RECORDS:
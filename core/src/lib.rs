#![deny(
    unsafe_code,
    missing_docs,
    dead_code,
    unused_results,
    non_snake_case,
    unreachable_pub
)]

//! Core contracts shared across the Skirmish engine.
//!
//! This crate defines the message surface that connects adapters, the
//! authoritative world, and pure systems. The controller submits [`Command`]
//! values describing desired mutations, the world executes those commands via
//! its `apply` entry point, and then reports [`Event`] values describing what
//! changed. Systems read immutable snapshots and respond with new command
//! batches or decisions.
//!
//! The unit model, board geometry and the serialized match format live here
//! too, so every crate agrees on stats, ranges and persistence.

mod board;
mod snapshot;
mod unit;

use std::fmt;

use serde::{Deserialize, Serialize};

pub use board::{
    attack_cells, distance, movement_cells, tile_kind, BoardSize, CellIndex, TileKind,
    DEFAULT_BOARD_SIZE,
};
pub use snapshot::{MatchSnapshot, PlacedRecord, SnapshotError, UnitRecord};
pub use unit::{Archetype, ArchetypeProfile, Unit, MAX_HEALTH, STARTING_HEALTH};

/// The two opposing parties of a match.
#[derive(
    Clone, Copy, Debug, Default, PartialEq, Eq, Hash, PartialOrd, Ord, Serialize, Deserialize,
)]
#[serde(rename_all = "lowercase")]
pub enum Side {
    /// Human-controlled roster. Always moves first.
    #[default]
    Player,
    /// Roster driven by the opponent decision engine.
    Computer,
}

impl Side {
    /// Returns the side facing this one.
    #[must_use]
    pub const fn opponent(self) -> Self {
        match self {
            Self::Player => Self::Computer,
            Self::Computer => Self::Player,
        }
    }
}

impl fmt::Display for Side {
    fn fmt(&self, f: &mut fmt::Formatter<'_>) -> fmt::Result {
        match self {
            Self::Player => f.write_str("player"),
            Self::Computer => f.write_str("computer"),
        }
    }
}

/// Unique identifier assigned to a unit by the world's arena.
#[derive(Clone, Copy, Debug, PartialEq, Eq, Hash, PartialOrd, Ord)]
pub struct UnitId(u32);

impl UnitId {
    /// Creates a new unit identifier with the provided numeric value.
    #[must_use]
    pub const fn new(value: u32) -> Self {
        Self(value)
    }

    /// Retrieves the numeric representation of the identifier.
    #[must_use]
    pub const fn get(&self) -> u32 {
        self.0
    }
}

/// Commands that express all permissible world mutations.
#[derive(Clone, Debug, PartialEq)]
pub enum Command {
    /// Starts the provided level from a clean board.
    ///
    /// Best score survives the reset; everything else returns to its initial
    /// value and every unit is dropped.
    ResetMatch {
        /// Level the fresh match starts at.
        level: u32,
    },
    /// Places a unit on the board for the given side.
    DeployUnit {
        /// Side receiving the unit. Must match the unit's archetype.
        side: Side,
        /// Statistics of the unit being deployed.
        unit: Unit,
        /// Cell the unit is placed on.
        cell: CellIndex,
    },
    /// Selects one of the player's units.
    SelectUnit {
        /// Unit to select.
        unit: UnitId,
    },
    /// Drops the current selection, if any.
    ClearSelection,
    /// Moves a unit to an unoccupied cell within its movement range.
    MoveUnit {
        /// Unit being moved.
        unit: UnitId,
        /// Destination cell.
        to: CellIndex,
    },
    /// Subtracts health from a unit, removing it when health reaches zero.
    ApplyDamage {
        /// Unit receiving the damage.
        target: UnitId,
        /// Amount of health removed.
        amount: f64,
    },
    /// Adds points to the running score.
    AwardScore {
        /// Points awarded.
        points: u64,
    },
    /// Passes the turn to the other side.
    EndTurn,
    /// Levels up every surviving unit of a side.
    LevelUpSurvivors {
        /// Side whose units advance.
        side: Side,
    },
    /// Marks the match as lost.
    SetGameOver,
    /// Marks the match as won.
    SetGameCompleted,
}

/// Events broadcast by the world after processing commands.
#[derive(Clone, Debug, PartialEq)]
pub enum Event {
    /// Announces that a fresh match started.
    MatchReset {
        /// Level the match is now at.
        level: u32,
    },
    /// Confirms that a unit was placed on the board.
    UnitDeployed {
        /// Identifier allocated to the unit.
        unit: UnitId,
        /// Side owning the unit.
        side: Side,
        /// Cell the unit occupies.
        cell: CellIndex,
    },
    /// Confirms that a player unit became selected.
    UnitSelected {
        /// Selected unit.
        unit: UnitId,
        /// Cell the selected unit occupies.
        cell: CellIndex,
    },
    /// Confirms that the selection was dropped.
    SelectionCleared,
    /// Confirms that a unit moved between two cells.
    UnitMoved {
        /// Unit that moved.
        unit: UnitId,
        /// Cell the unit occupied before moving.
        from: CellIndex,
        /// Cell the unit occupies after moving.
        to: CellIndex,
    },
    /// Reports damage dealt to a unit.
    UnitDamaged {
        /// Unit that was hit.
        unit: UnitId,
        /// Cell the unit occupied when hit.
        cell: CellIndex,
        /// Health removed by the hit.
        amount: f64,
        /// Health left after the hit.
        remaining: f64,
    },
    /// Reports that a unit reached zero health and left the board.
    UnitDied {
        /// Unit that died.
        unit: UnitId,
        /// Side that lost the unit.
        side: Side,
        /// Cell the unit occupied.
        cell: CellIndex,
    },
    /// Reports that a side has no units left.
    RosterEliminated {
        /// Side whose roster is empty.
        side: Side,
    },
    /// Reports a change to the score.
    ScoreChanged {
        /// Score after the change.
        score: u64,
        /// Best score after the change.
        best: u64,
    },
    /// Reports that the turn passed to another side.
    TurnChanged {
        /// Side now acting.
        turn: Side,
        /// Current turn number.
        turn_number: u32,
    },
    /// Reports that a unit advanced a level.
    UnitLeveledUp {
        /// Unit that leveled up.
        unit: UnitId,
        /// Level reached.
        level: u32,
    },
    /// Announces that the match was lost.
    GameOver,
    /// Announces that the match was won.
    GameCompleted,
    /// Reports that a command was refused without mutating state.
    CommandRejected {
        /// Why the command was refused.
        reason: RejectionReason,
    },
}

/// Reasons the world may refuse a command.
#[derive(Clone, Copy, Debug, PartialEq, Eq, Hash)]
pub enum RejectionReason {
    /// The match is over or completed.
    MatchInactive,
    /// The acting side does not hold the turn.
    NotYourTurn,
    /// No unit with the provided identifier exists.
    UnknownUnit,
    /// The unit belongs to the other side.
    WrongSide,
    /// The cell lies outside the board.
    OutOfBounds,
    /// The cell already holds a unit.
    Occupied,
    /// The cell lies beyond the unit's range.
    OutOfRange,
}

impl fmt::Display for RejectionReason {
    fn fmt(&self, f: &mut fmt::Formatter<'_>) -> fmt::Result {
        let text = match self {
            Self::MatchInactive => "the match is not active",
            Self::NotYourTurn => "it is not that side's turn",
            Self::UnknownUnit => "no such unit",
            Self::WrongSide => "the unit belongs to the other side",
            Self::OutOfBounds => "the cell is off the board",
            Self::Occupied => "the cell is occupied",
            Self::OutOfRange => "the cell is out of range",
        };
        f.write_str(text)
    }
}

/// Immutable representation of a placed unit used for queries and rendering.
#[derive(Clone, Copy, Debug, PartialEq)]
pub struct PlacedUnitSnapshot {
    /// Identifier allocated to the unit.
    pub id: UnitId,
    /// Side owning the unit.
    pub side: Side,
    /// Current statistics of the unit.
    pub unit: Unit,
    /// Cell the unit occupies.
    pub cell: CellIndex,
}
//! Rebuilding a world from a persisted match.

use skirmish_core::{Archetype, BoardSize, CellIndex, MatchSnapshot, Side};
use thiserror::Error;

use crate::{roster::UnitRegistry, state::MatchState, World};

/// Reasons a persisted match cannot be restored.
#[derive(Debug, Error, PartialEq, Eq)]
pub enum RestoreError {
    /// A placement lies outside the board.
    #[error("unit placed off the board at cell {cell}")]
    OffBoard {
        /// Offending cell.
        cell: CellIndex,
    },
    /// Two placements share a cell.
    #[error("more than one unit placed at cell {cell}")]
    SharedCell {
        /// Offending cell.
        cell: CellIndex,
    },
    /// A unit carries level zero.
    #[error("unit at cell {cell} has level zero")]
    ZeroLevel {
        /// Cell of the offending unit.
        cell: CellIndex,
    },
    /// A unit is listed under the side that does not field its archetype.
    #[error("{archetype} listed for the {side} side")]
    WrongSide {
        /// Archetype of the offending unit.
        archetype: Archetype,
        /// Side the unit was listed under.
        side: Side,
    },
}

impl World {
    /// Replaces the world wholesale with the persisted match.
    ///
    /// Units at zero health are not placed. The turn number and level are
    /// raised to at least one.
    pub fn from_snapshot(snapshot: &MatchSnapshot, board: BoardSize) -> Result<Self, RestoreError> {
        let mut units = UnitRegistry::new(board);

        for side in [Side::Player, Side::Computer] {
            for record in snapshot.placed(side) {
                let cell = record.board_index;
                if !board.contains(cell) {
                    return Err(RestoreError::OffBoard { cell });
                }
                if record.unit.level == 0 {
                    return Err(RestoreError::ZeroLevel { cell });
                }
                let archetype = record.unit.archetype;
                if archetype.side() != side {
                    return Err(RestoreError::WrongSide { archetype, side });
                }
                if units.occupant(cell).is_some() {
                    return Err(RestoreError::SharedCell { cell });
                }

                let unit = record.unit.to_unit();
                if !unit.is_alive() {
                    continue;
                }
                if units.insert(side, unit, cell).is_none() {
                    return Err(RestoreError::SharedCell { cell });
                }
            }
        }

        let state = MatchState::restored(
            snapshot.turn,
            snapshot.turn_number,
            snapshot.score,
            snapshot.best_score,
            snapshot.game_over,
            snapshot.game_completed,
            snapshot.level,
        );

        Ok(Self {
            board,
            state,
            units,
        })
    }
}
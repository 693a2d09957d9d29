use skirmish_core::{Archetype, CellIndex, Command, Event, Side, Unit, UnitId};
use skirmish_system_combat::{round_outcome, Combat, RoundOutcome, KILL_BONUS};
use skirmish_world::{self as world, query, World};

fn deploy(world: &mut World, unit: Unit, cell: u32) -> UnitId {
    let mut events = Vec::new();
    world::apply(
        world,
        Command::DeployUnit {
            side: unit.side(),
            unit,
            cell: CellIndex::new(cell),
        },
        &mut events,
    );
    query::occupant(world, CellIndex::new(cell)).expect("deployed")
}

fn execute(world: &mut World, commands: Vec<Command>) -> Vec<Event> {
    let mut events = Vec::new();
    for command in commands {
        world::apply(world, command, &mut events);
    }
    events
}

#[test]
fn bowman_exchange_lowers_health_by_exact_damage() {
    let mut world = World::default();
    let attacker = deploy(&mut world, Unit::new(Archetype::Bowman), 8);
    let target = deploy(&mut world, Unit::new(Archetype::Vampire), 10);

    let combat = Combat::new();
    let mut commands = Vec::new();
    let attacker_unit = query::unit(&world, attacker).expect("attacker");
    let target_unit = query::unit(&world, target).expect("target");
    let strike = combat.strike(Side::Player, &attacker_unit, target, &target_unit, &mut commands);
    assert_eq!(strike.damage, 2.5);

    let events = execute(&mut world, commands);
    assert_eq!(query::unit(&world, target).map(|unit| unit.health()), Some(47.5));
    assert_eq!(query::match_state(&world).score(), 3);
    assert_eq!(round_outcome(&events), None);
}

#[test]
fn killing_last_enemy_wins_the_round_and_scores_bonus() {
    let mut world = World::default();
    let swordsman = deploy(&mut world, Unit::at_level(Archetype::Swordsman, 3), 40);
    let mut weak = Unit::new(Archetype::Daemon);
    weak.set_health(12.0);
    let target = deploy(&mut world, weak, 48);

    let combat = Combat::new();
    let attacker = query::unit(&world, swordsman).expect("attacker");
    let mut commands = Vec::new();
    let strike = combat.strike(Side::Player, &attacker, target, &weak, &mut commands);
    assert!(strike.lethal);

    let events = execute(&mut world, commands);
    assert_eq!(round_outcome(&events), Some(RoundOutcome::PlayerWon));
    assert!(query::roster(&world, Side::Computer).is_empty());
    assert_eq!(
        query::match_state(&world).score(),
        strike.damage.round() as u64 + KILL_BONUS
    );
    assert_eq!(strike.points, query::match_state(&world).score());
}

#[test]
fn computer_win_leaves_score_untouched() {
    let mut world = World::default();
    let mut bowman = Unit::new(Archetype::Bowman);
    bowman.set_health(1.0);
    let target = deploy(&mut world, bowman, 0);
    let undead = deploy(&mut world, Unit::new(Archetype::Undead), 9);

    let attacker = query::unit(&world, undead).expect("undead");
    let mut commands = Vec::new();
    let _ = Combat::new().strike(Side::Computer, &attacker, target, &bowman, &mut commands);
    let events = execute(&mut world, commands);

    assert_eq!(round_outcome(&events), Some(RoundOutcome::ComputerWon));
    assert_eq!(query::match_state(&world).score(), 0);
}
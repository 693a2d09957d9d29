#![deny(
    unsafe_code,
    missing_docs,
    dead_code,
    unused_results,
    non_snake_case,
    unreachable_pub
)]

//! Command-line adapter that plays Skirmish in a terminal.

mod input;
mod terminal;

use std::path::PathBuf;

use anyhow::{Context, Result};
use clap::Parser;
use log::info;
use skirmish_controller::{MatchConfig, MatchController};
use skirmish_persistence::FileStore;
use tokio::io::{self, AsyncBufReadExt, BufReader};

use crate::{
    input::{parse_line, Line, HELP},
    terminal::TerminalPresenter,
};

/// Turn-based tactical skirmish on a square grid.
#[derive(Debug, Parser)]
#[command(name = "skirmish")]
#[command(author, version, about, long_about = None)]
struct Args {
    /// File holding the saved match.
    #[arg(long, default_value = "skirmish-save.json")]
    save: PathBuf,

    /// TOML file overriding match settings.
    #[arg(long)]
    config: Option<PathBuf>,

    /// Seed for a reproducible match (default: random).
    #[arg(long)]
    seed: Option<u64>,
}

/// Entry point for the Skirmish command-line interface.
#[tokio::main(flavor = "current_thread")]
async fn main() -> Result<()> {
    env_logger::Builder::from_env(env_logger::Env::default().default_filter_or("info")).init();
    let args = Args::parse();

    let mut config = match &args.config {
        Some(path) => MatchConfig::from_path(path)
            .with_context(|| format!("failed to load configuration from {}", path.display()))?,
        None => MatchConfig::default(),
    };
    if args.seed.is_some() {
        config.seed = args.seed;
    }

    let presenter = TerminalPresenter::new(std::io::stdout(), config.board());
    let store = FileStore::new(args.save.clone());
    let mut controller = MatchController::new(config, presenter, store);
    controller.init().await;
    controller.presenter_mut().render()?;
    println!("{HELP}");

    let mut lines = BufReader::new(io::stdin()).lines();
    while let Some(line) = lines.next_line().await.context("failed to read input")? {
        match parse_line(&line, controller.config().board()) {
            Ok(None) => continue,
            Ok(Some(Line::Quit)) => break,
            Ok(Some(Line::Help)) => println!("{HELP}"),
            Ok(Some(Line::Input(input))) => controller.handle_input(input).await,
            Err(error) => eprintln!("{error:#}"),
        }
        controller.presenter_mut().render()?;
    }

    controller.persist();
    info!("[Cli] match saved to {}", args.save.display());
    Ok(())
}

PROBLEM TO SOLVE:
Write out, exactly and with nothing else, the lines of the listing above from its first line through the line with "connects adapters, the".

SOLUTION TO THIS EXERCISE:
filename core/src/lib.rs
#![deny(
    unsafe_code,
    missing_docs,
    dead_code,
    unused_results,
    non_snake_case,
    unreachable_pub
)]

//! Core contracts shared across the Skirmish engine.
//!
//! This crate defines the message surface that connects adapters, the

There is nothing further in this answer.